#### TASK GOAL
From the entries below, copy every line holding the word "that".

#### DATA SHOWN

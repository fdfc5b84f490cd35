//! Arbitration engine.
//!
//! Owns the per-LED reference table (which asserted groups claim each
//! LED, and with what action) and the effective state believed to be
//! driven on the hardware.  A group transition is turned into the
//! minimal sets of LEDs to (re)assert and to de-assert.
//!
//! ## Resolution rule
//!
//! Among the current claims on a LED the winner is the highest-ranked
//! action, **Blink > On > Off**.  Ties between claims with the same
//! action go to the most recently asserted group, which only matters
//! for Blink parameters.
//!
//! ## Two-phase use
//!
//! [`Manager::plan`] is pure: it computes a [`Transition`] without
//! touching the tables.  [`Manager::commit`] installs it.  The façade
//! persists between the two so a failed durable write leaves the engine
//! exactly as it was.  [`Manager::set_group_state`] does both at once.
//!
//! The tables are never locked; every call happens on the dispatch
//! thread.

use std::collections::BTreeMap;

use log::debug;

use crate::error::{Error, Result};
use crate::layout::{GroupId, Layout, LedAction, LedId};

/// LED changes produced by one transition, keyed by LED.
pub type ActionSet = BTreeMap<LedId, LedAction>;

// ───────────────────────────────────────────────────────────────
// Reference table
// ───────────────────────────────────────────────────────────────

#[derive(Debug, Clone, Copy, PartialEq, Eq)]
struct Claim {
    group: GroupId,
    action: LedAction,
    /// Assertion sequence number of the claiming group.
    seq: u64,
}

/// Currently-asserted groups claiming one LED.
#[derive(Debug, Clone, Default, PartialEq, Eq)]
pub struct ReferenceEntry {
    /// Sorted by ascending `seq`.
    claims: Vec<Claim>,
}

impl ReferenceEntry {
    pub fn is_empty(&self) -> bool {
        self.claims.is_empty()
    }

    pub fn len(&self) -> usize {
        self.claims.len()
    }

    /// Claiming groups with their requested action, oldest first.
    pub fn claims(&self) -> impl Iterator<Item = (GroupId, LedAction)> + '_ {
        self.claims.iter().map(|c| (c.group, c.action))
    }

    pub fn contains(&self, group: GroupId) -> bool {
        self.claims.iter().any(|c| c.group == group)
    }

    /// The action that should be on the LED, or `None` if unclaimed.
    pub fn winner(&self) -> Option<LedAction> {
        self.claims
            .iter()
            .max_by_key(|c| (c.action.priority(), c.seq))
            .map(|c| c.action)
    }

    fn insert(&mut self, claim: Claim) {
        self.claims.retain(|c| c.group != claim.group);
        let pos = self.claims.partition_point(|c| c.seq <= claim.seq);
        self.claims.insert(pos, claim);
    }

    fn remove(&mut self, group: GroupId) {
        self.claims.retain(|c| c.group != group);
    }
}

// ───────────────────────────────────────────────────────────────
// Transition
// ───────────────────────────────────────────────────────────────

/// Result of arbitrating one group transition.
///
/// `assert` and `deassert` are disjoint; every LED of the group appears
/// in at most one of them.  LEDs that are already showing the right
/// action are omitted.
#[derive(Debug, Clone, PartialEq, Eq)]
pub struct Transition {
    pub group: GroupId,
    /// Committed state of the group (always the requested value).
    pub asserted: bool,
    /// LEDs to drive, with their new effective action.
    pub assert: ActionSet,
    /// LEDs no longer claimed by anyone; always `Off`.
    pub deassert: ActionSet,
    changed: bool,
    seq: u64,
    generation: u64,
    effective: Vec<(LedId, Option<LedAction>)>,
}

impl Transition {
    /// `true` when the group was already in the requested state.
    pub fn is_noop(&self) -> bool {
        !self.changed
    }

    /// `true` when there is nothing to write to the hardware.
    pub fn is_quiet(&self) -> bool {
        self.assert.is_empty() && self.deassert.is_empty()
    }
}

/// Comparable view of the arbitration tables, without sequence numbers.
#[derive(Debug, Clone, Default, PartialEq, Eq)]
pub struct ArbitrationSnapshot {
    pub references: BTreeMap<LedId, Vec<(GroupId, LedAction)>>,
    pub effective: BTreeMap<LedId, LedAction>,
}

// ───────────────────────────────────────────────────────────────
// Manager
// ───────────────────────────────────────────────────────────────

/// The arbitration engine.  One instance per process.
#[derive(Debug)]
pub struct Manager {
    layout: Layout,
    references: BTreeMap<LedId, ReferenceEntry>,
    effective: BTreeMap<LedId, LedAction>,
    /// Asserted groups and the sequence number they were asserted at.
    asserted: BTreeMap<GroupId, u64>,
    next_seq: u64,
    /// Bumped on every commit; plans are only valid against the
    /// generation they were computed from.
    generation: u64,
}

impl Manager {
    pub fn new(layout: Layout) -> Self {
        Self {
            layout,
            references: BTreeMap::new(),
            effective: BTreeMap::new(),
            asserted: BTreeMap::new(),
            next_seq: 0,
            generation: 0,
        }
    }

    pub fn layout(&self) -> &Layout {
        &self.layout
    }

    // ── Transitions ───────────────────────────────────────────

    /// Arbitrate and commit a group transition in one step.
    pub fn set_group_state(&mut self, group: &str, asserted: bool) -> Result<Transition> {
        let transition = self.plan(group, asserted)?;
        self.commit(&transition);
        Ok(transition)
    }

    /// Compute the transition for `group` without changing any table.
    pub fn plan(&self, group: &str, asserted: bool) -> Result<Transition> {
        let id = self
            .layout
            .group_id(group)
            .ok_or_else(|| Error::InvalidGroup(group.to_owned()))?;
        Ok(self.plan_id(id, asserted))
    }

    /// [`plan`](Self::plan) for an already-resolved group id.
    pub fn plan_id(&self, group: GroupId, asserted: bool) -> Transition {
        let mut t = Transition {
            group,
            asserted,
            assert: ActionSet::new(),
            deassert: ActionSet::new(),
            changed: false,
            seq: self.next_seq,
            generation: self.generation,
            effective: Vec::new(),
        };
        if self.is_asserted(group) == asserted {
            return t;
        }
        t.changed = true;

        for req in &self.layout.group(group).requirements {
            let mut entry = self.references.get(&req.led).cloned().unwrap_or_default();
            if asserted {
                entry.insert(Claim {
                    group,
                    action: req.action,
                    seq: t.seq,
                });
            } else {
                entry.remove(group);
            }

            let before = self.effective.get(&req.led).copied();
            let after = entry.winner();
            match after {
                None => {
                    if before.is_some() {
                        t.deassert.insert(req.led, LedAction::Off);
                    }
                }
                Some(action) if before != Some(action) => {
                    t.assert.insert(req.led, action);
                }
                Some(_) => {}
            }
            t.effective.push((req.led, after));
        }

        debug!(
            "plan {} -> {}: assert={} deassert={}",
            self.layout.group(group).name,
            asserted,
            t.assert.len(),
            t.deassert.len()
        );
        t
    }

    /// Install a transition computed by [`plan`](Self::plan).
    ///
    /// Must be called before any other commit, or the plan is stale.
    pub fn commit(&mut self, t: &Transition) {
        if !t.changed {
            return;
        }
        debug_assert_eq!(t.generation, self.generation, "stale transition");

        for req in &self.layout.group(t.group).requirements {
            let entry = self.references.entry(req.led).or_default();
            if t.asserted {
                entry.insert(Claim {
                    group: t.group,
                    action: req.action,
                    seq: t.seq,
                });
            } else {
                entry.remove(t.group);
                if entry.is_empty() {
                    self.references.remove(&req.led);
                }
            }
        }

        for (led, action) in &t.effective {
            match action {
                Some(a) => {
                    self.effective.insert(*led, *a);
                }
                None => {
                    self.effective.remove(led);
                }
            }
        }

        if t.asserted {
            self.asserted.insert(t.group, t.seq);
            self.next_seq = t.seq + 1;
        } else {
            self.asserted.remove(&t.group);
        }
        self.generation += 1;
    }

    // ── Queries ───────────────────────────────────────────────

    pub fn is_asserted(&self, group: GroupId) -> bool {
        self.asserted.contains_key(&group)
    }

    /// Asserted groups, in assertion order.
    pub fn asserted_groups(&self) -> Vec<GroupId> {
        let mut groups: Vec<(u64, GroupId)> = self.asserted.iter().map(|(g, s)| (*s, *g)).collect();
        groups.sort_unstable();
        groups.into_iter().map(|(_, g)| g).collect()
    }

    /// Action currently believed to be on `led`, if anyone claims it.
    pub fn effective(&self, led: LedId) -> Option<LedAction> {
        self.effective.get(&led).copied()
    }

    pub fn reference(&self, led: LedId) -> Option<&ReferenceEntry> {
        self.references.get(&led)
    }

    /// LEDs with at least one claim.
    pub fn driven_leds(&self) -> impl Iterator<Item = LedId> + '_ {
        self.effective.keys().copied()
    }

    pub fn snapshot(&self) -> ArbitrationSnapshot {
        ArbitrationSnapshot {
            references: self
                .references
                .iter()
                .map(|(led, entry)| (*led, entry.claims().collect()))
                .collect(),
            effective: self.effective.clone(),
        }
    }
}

#### RESPONSE
    /// The action that should be on the LED, or `None` if unclaimed.
/// in at most one of them.  LEDs that are already showing the right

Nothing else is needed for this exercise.